Terminal Container Athus, Alain Rysman, General manager

“Nous confions au transport ferroviaire près de 50.000 conteneurs maritimes par an pour un volume total de 70.000 en traitement sur le terminal. Ces volumes représentent 180 emplois directs et indirects. Les solutions ferroviaires utilisées ont fait leurs preuves depuis de nombreuses années tant sur le plan économique, qu’écologique. Ces solutions offrent à notre entreprise une visibilité mondiale à travers notre clientèle maritime. Le marché et les clients reconnaissent les performances du système. Un arrêt brutal condamne les activités du terminal à terme. Pour Terminal Container Athus, cela signifie des cash drains importants qui finiront par assécher notre trésorerie et, à terme, un transfert de ces 250 conteneurs par jour du rail vers la route entre Anvers et Athus ou autre alternative envisageable, ces conteneurs seront déchargés à Rotterdam plutôt qu’à Anvers, notre port de référence.  La prolongation du régime d’aide est nécessaire, sans devenir structurelle, et sa fin doit être pensée et mise en application avec précaution. L’incertitude ressentie depuis plusieurs mois par le marché est déjà néfaste à l’heure actuelle et engendre des baisses du volume transporté. »
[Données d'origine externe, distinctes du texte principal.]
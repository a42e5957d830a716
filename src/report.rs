//! Serializable summary of a resolution run: every declaration the table
//! accepted, every specialized unit produced, and any diagnostics collected
//! from batch call-site checking. Keyed maps use `BTreeMap` so the JSON
//! output is stable across runs.

use std::collections::BTreeMap;

use serde::{Deserialize, Serialize};
use uuid::Uuid;

use crate::decl::TypeKind;
use crate::span::Span;
use crate::specialize::UnitHandle;
use crate::table::DeclTable;

#[derive(Debug, Clone, PartialEq, Serialize, Deserialize)]
pub struct TypeSummary {
    pub name: String,
    pub kind: String,
    pub unit: u32,
}

#[derive(Debug, Clone, PartialEq, Serialize, Deserialize)]
pub struct InterfaceSummary {
    pub name: String,
    pub methods: Vec<String>,
    pub supertypes: Vec<String>,
    pub unit: u32,
}

#[derive(Debug, Clone, PartialEq, Serialize, Deserialize)]
pub struct ImplSummary {
    pub id: Uuid,
    pub interface: Option<String>,
    pub target: String,
    pub unit: u32,
}

#[derive(Debug, Clone, PartialEq, Serialize, Deserialize)]
pub struct UnitSummary {
    pub id: Uuid,
    pub item: String,
    pub mangled_name: String,
    pub type_args: Vec<String>,
}

/// One failed query, attributed to the call site that raised it.
#[derive(Debug, Clone, PartialEq, Serialize, Deserialize)]
pub struct Diagnostic {
    pub message: String,
    pub span: Option<Span>,
    pub site: Option<Uuid>,
}

#[derive(Debug, Clone, Default, PartialEq, Serialize, Deserialize)]
pub struct ResolutionReport {
    pub types: BTreeMap<Uuid, TypeSummary>,
    pub interfaces: BTreeMap<Uuid, InterfaceSummary>,
    pub impls: Vec<ImplSummary>,
    pub specializations: Vec<UnitSummary>,
    pub diagnostics: Vec<Diagnostic>,
}

impl ResolutionReport {
    pub fn build(table: &DeclTable, units: &[UnitHandle], diagnostics: Vec<Diagnostic>) -> Self {
        let types = table
            .types()
            .map(|t| {
                let kind = match &t.kind {
                    TypeKind::Primitive => "primitive",
                    TypeKind::Product { .. } => "product",
                    TypeKind::Sum { .. } => "sum",
                };
                (t.id, TypeSummary { name: t.name.clone(), kind: kind.into(), unit: t.unit.0 })
            })
            .collect();

        let interfaces = table
            .interfaces()
            .map(|i| {
                let summary = InterfaceSummary {
                    name: i.name.clone(),
                    methods: i.methods.iter().map(|m| m.name.clone()).collect(),
                    supertypes: i.supertypes.clone(),
                    unit: i.unit.0,
                };
                (i.id, summary)
            })
            .collect();

        let impls = table
            .impls()
            .iter()
            .map(|rec| ImplSummary {
                id: rec.id,
                interface: rec.interface.clone(),
                target: rec.target.to_string(),
                unit: rec.unit.0,
            })
            .collect();

        let specializations = units
            .iter()
            .map(|u| UnitSummary {
                id: u.id,
                item: u.item.clone(),
                mangled_name: u.mangled_name.clone(),
                type_args: u.type_args.iter().map(|t| t.to_string()).collect(),
            })
            .collect();

        Self { types, interfaces, impls, specializations, diagnostics }
    }

    pub fn to_json(&self) -> serde_json::Result<String> {
        serde_json::to_string_pretty(self)
    }

    pub fn from_json(json: &str) -> serde_json::Result<Self> {
        serde_json::from_str(json)
    }
}
//! The Bound Solver: decides whether a type expression satisfies a
//! capability constraint, given the accepted implementations in the table.
//! Pure queries over an immutable declaration snapshot; safe to run from
//! many call sites in parallel.

use std::collections::HashMap;

use crate::coherence::unify;
use crate::decl::{Constraint, ConstraintSet, ImplRecord, TypeExpr};
use crate::diagnostics::ResolveError;
use crate::table::DeclTable;

/// Bindings from generic parameter names to their currently-assumed concrete
/// types, threaded through every solver query.
pub type Scope = HashMap<String, TypeExpr>;

pub struct BoundSolver<'a> {
    table: &'a DeclTable,
}

impl<'a> BoundSolver<'a> {
    pub fn new(table: &'a DeclTable) -> Self {
        Self { table }
    }

    /// True when `subject` (after scope substitution) has an accepted
    /// implementation of `interface` whose arguments match `iface_args`.
    /// An empty `iface_args` matches any parameterization.
    pub fn satisfies(
        &self,
        subject: &TypeExpr,
        interface: &str,
        iface_args: &[TypeExpr],
        scope: &Scope,
    ) -> bool {
        let concrete = subject.substitute(scope);
        let resolved_args: Vec<TypeExpr> =
            iface_args.iter().map(|a| a.substitute(scope)).collect();
        self.satisfies_concrete(&concrete, interface, &resolved_args)
    }

    fn satisfies_concrete(
        &self,
        concrete: &TypeExpr,
        interface: &str,
        iface_args: &[TypeExpr],
    ) -> bool {
        let Ok(iface) = self.table.lookup_interface(interface) else {
            return false;
        };
        if self.matching_impl(concrete, interface, iface_args).is_none() {
            return false;
        }
        // Transitive supertype obligations. The contract graph is acyclic
        // once the coherence pass has run, so this recursion terminates.
        iface
            .supertypes
            .iter()
            .all(|sup| self.satisfies_concrete(concrete, sup, &[]))
    }

    /// Find the first accepted implementation of `interface` covering
    /// `concrete`, together with the parameter bindings the match produced.
    pub(crate) fn matching_impl(
        &self,
        concrete: &TypeExpr,
        interface: &str,
        iface_args: &[TypeExpr],
    ) -> Option<(&'a ImplRecord, HashMap<String, TypeExpr>)> {
        let head = concrete.head_name()?;
        for rec in self.table.impls_for(head) {
            if rec.interface.as_deref() != Some(interface) {
                continue;
            }
            let mut bindings = HashMap::new();
            if !unify(&rec.target, concrete, &mut bindings) {
                continue;
            }
            if !iface_args.is_empty() {
                if rec.interface_args.len() != iface_args.len() {
                    continue;
                }
                let args_match = rec
                    .interface_args
                    .iter()
                    .zip(iface_args.iter())
                    .all(|(have, want)| unify(have, want, &mut bindings));
                if !args_match {
                    continue;
                }
            }
            // The implementation's own where-clauses must hold under the
            // bindings the match produced.
            if self.check_set(&rec.constraints, &bindings).is_ok() {
                return Some((rec, bindings));
            }
        }
        None
    }

    /// Check one constraint under `scope`.
    pub fn check_constraint(&self, c: &Constraint, scope: &Scope) -> Result<(), ResolveError> {
        if self.satisfies(&c.subject, &c.interface, &c.interface_args, scope) {
            Ok(())
        } else {
            Err(ResolveError::UnsatisfiedBound {
                subject: c.subject.to_string(),
                interface: c.interface.clone(),
                span: c.span,
                also_failed: vec![c.describe()],
            })
        }
    }

    /// Conjunction over a constraint set. The first failing constraint names
    /// the error; every failing constraint is accumulated for the diagnostic.
    pub fn check_set(&self, set: &ConstraintSet, scope: &Scope) -> Result<(), ResolveError> {
        let mut failed: Vec<&Constraint> = Vec::new();
        for c in set.iter() {
            if !self.satisfies(&c.subject, &c.interface, &c.interface_args, scope) {
                failed.push(c);
            }
        }
        match failed.first() {
            None => Ok(()),
            Some(first) => Err(ResolveError::UnsatisfiedBound {
                subject: first.subject.to_string(),
                interface: first.interface.clone(),
                span: first.span,
                also_failed: failed.iter().map(|c| c.describe()).collect(),
            }),
        }
    }
}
* Le transport diffus est un système intégré de transport qui permet, en cumulant les volumes de divers clients, de transporter par voies ferrées un nombre de wagons relativement faible pour chaque client. Du fait de la nécessité d’un nombre important d’opérations de triage et de services locaux, il s’agit un service qui exige beaucoup de travail et donc une échelle suffisante. C’est en raison de sa complexité que le transport diffus est soutenu par les autorités en Suisse et en Autriche mais a, par ailleurs, été progressivement supprimé dans de nombreux autres pays européens (France, Espagne, Italie).